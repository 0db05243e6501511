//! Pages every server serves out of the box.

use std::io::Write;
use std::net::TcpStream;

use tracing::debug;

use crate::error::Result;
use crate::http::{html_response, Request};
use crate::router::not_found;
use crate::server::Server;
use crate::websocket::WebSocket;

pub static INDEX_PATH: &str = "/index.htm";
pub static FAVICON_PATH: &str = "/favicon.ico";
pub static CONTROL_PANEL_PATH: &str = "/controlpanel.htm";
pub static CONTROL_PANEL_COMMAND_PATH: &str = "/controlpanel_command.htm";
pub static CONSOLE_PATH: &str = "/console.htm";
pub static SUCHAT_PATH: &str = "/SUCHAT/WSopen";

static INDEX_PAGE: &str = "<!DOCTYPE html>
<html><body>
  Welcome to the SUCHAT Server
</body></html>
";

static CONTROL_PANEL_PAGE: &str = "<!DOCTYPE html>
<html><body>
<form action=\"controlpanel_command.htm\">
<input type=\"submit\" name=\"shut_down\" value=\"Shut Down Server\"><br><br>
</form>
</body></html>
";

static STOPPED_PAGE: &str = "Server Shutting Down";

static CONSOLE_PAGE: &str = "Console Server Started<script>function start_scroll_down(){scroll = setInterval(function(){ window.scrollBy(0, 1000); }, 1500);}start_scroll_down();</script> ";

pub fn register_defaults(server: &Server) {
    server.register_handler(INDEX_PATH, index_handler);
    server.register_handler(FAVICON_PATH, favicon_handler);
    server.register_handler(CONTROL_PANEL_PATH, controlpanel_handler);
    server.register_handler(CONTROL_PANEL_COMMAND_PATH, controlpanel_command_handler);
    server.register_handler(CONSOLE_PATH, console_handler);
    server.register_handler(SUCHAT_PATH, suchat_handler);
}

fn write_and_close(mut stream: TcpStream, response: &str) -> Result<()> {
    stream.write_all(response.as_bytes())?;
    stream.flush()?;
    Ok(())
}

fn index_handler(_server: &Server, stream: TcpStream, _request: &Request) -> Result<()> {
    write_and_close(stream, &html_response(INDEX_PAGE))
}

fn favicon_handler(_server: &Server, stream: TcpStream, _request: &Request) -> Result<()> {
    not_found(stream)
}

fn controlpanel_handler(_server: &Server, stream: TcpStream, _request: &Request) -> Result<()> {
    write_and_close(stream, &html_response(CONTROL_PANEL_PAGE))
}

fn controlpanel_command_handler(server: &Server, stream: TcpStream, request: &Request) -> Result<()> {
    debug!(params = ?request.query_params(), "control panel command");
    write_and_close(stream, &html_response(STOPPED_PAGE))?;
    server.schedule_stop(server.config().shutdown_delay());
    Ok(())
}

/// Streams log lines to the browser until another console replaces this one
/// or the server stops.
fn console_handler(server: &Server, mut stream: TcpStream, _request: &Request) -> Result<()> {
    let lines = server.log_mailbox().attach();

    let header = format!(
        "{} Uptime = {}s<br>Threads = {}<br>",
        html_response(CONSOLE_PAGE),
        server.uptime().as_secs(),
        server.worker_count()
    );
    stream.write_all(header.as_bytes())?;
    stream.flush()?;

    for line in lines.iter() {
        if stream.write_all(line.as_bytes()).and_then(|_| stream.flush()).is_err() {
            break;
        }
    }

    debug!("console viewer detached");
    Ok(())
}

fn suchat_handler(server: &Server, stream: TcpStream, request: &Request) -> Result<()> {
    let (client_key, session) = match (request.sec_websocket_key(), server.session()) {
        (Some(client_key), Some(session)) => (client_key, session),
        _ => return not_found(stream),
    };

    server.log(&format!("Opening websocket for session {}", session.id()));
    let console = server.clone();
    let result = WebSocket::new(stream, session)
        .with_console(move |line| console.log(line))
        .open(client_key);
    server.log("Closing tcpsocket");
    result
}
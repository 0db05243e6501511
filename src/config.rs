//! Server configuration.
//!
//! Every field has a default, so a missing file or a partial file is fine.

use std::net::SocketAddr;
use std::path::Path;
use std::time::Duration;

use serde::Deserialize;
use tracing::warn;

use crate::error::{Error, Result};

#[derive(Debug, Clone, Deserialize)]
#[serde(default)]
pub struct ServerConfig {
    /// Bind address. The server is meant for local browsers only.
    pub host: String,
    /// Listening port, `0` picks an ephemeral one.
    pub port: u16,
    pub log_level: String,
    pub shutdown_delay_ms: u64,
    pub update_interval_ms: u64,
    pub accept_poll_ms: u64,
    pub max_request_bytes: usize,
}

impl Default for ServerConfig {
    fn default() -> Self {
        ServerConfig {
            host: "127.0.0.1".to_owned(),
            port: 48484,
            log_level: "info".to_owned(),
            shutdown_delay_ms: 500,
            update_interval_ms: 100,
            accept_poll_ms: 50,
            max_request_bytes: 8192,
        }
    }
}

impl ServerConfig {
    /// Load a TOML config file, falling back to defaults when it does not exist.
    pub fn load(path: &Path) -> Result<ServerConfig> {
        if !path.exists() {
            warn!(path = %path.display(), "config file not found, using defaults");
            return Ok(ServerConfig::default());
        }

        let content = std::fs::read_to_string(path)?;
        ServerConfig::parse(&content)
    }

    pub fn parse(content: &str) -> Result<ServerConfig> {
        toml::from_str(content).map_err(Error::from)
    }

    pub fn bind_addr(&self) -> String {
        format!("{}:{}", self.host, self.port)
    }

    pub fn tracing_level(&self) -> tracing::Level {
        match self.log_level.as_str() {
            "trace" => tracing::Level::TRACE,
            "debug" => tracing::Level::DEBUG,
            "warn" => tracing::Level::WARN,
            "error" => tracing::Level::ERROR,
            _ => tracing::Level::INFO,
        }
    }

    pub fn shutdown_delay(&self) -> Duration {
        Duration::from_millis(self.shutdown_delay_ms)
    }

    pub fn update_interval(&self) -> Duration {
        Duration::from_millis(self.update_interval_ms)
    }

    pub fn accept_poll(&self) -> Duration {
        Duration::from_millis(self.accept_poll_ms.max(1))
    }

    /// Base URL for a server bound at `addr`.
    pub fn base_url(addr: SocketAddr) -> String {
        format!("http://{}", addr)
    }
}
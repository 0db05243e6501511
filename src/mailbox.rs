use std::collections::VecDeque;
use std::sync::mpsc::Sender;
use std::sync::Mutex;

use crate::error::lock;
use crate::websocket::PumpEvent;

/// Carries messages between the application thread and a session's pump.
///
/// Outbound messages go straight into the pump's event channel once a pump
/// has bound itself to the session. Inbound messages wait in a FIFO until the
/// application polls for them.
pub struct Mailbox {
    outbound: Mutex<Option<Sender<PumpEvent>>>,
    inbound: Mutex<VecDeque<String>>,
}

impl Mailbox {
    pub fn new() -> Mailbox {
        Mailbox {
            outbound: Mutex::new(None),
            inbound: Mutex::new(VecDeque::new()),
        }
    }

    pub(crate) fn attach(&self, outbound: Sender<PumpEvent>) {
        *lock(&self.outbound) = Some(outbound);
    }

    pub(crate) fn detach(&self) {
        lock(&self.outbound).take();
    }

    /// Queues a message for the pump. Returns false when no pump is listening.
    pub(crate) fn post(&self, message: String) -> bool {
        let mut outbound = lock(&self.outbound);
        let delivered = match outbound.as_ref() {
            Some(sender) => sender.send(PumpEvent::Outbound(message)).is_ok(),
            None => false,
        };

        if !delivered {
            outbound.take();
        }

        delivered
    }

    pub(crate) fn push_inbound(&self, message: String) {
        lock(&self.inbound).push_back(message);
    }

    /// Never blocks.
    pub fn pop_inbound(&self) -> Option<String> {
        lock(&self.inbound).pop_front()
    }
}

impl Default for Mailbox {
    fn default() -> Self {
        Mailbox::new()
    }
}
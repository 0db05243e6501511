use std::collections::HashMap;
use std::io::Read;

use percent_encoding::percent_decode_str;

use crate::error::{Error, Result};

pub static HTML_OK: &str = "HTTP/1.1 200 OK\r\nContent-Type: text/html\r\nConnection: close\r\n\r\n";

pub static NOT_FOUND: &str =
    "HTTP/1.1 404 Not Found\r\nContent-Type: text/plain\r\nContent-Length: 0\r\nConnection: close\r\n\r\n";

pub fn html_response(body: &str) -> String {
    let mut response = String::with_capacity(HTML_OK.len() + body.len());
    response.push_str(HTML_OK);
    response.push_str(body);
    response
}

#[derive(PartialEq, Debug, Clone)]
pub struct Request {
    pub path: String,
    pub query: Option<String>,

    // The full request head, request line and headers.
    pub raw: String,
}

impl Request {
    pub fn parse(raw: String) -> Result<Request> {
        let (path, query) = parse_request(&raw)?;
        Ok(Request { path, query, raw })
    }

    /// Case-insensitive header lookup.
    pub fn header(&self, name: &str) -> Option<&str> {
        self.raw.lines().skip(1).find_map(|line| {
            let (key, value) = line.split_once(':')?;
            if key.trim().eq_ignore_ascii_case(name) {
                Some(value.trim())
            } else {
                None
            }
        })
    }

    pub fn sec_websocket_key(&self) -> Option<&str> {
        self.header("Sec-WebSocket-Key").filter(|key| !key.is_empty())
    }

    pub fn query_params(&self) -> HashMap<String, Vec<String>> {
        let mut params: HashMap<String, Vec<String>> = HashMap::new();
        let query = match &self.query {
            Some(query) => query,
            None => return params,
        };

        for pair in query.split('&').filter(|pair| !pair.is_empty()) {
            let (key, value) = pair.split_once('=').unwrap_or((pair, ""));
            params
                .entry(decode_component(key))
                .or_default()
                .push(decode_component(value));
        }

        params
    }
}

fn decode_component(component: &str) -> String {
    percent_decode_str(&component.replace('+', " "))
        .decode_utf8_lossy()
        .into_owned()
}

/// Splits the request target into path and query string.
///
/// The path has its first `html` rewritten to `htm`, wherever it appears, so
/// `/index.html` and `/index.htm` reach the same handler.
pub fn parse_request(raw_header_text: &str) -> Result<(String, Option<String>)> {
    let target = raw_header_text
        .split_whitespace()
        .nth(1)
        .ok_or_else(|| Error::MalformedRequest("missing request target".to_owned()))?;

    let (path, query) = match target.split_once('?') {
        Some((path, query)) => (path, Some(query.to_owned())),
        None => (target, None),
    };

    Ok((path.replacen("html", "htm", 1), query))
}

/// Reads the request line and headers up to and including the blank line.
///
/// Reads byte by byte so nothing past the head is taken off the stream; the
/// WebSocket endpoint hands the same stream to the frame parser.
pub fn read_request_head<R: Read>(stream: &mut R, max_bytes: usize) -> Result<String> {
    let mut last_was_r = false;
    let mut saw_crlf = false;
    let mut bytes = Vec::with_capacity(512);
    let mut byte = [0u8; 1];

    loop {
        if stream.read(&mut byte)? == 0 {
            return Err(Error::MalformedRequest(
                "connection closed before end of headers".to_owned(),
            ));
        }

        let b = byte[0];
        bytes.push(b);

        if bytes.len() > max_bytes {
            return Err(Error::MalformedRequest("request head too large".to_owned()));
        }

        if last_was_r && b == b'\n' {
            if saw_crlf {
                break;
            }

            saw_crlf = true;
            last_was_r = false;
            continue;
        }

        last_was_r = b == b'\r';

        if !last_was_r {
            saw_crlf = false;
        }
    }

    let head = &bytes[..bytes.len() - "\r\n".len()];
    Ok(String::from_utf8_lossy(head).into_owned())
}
****
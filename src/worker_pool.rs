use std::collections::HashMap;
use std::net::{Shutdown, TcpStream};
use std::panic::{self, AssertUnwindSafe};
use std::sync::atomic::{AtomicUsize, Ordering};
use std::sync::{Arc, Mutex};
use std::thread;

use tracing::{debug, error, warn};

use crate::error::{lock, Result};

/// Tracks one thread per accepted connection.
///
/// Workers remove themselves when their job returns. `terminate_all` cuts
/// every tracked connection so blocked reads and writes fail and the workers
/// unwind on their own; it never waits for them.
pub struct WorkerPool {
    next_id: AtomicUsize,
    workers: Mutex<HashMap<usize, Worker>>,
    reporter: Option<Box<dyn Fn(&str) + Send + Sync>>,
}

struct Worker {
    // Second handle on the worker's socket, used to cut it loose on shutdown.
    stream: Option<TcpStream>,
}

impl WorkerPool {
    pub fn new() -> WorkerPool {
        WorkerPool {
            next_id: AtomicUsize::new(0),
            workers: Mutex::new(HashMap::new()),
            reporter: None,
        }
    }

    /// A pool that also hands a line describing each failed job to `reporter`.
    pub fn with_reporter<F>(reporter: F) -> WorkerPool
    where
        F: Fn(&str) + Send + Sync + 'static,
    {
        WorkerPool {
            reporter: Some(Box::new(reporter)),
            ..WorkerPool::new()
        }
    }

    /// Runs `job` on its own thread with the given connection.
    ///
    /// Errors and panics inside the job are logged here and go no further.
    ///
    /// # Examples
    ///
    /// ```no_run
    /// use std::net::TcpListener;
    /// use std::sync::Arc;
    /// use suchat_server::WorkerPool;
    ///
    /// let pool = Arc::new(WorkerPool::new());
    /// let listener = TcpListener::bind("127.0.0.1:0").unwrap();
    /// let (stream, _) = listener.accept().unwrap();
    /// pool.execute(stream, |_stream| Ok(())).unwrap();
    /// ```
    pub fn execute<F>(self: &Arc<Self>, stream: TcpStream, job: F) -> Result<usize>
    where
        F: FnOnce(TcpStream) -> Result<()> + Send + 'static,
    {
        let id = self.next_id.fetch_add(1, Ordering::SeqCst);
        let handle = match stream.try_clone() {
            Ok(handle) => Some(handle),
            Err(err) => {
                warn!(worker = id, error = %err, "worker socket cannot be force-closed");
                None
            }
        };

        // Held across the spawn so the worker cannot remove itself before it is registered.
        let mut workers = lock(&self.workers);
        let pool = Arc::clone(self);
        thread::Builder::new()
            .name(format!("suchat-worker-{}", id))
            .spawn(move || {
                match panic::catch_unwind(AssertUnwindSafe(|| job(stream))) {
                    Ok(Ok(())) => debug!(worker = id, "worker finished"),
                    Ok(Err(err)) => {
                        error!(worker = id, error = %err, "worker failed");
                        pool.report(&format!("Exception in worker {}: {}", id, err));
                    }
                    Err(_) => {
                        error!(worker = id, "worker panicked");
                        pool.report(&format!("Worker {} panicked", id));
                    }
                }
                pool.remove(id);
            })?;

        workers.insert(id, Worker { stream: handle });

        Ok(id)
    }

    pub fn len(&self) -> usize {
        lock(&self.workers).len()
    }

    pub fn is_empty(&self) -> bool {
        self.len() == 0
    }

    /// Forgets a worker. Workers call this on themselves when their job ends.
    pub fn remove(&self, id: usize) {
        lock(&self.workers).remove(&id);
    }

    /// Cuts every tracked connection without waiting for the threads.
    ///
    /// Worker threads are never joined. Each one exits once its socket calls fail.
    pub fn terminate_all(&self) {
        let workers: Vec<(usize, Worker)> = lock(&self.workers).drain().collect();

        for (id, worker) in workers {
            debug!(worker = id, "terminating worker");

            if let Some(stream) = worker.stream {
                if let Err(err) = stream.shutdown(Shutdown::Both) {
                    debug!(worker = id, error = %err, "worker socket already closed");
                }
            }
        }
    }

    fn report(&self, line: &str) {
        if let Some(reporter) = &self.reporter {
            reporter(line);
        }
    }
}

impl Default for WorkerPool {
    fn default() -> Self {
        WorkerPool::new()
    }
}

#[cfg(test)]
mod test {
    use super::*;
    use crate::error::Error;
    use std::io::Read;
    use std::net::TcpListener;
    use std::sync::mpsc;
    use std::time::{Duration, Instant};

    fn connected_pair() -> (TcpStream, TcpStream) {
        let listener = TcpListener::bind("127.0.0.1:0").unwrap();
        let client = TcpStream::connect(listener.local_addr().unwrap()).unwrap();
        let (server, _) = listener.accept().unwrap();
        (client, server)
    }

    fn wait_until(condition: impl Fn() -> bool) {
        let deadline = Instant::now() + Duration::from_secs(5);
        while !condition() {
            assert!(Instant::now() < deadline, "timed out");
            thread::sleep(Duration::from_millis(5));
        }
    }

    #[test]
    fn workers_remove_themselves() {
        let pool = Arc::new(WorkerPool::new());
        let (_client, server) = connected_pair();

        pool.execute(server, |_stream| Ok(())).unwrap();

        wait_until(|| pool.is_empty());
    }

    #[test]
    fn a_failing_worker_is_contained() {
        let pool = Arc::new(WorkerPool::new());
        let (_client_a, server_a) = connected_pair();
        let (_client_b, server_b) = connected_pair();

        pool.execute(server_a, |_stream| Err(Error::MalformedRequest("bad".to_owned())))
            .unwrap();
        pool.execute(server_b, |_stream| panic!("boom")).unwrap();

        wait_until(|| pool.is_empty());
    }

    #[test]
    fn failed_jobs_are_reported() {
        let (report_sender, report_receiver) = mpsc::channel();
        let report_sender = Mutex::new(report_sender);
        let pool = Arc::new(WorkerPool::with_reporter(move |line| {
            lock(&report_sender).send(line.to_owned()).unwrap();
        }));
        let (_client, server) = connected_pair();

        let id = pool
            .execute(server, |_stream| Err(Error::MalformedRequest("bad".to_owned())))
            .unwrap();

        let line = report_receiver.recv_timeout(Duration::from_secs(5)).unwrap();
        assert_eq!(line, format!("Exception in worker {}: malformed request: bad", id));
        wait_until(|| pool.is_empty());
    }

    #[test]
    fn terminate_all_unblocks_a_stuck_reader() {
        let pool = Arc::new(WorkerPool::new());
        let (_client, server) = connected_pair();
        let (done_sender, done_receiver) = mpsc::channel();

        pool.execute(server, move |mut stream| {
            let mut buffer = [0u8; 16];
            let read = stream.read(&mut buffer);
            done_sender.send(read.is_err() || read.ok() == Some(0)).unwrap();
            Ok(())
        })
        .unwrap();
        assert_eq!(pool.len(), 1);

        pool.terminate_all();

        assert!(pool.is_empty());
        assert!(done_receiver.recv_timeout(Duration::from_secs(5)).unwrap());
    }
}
****
» Task instructions: A line counts if it holds the word "before". How many lines of the entries count? Give the number only.

» Answer for this exercise: 2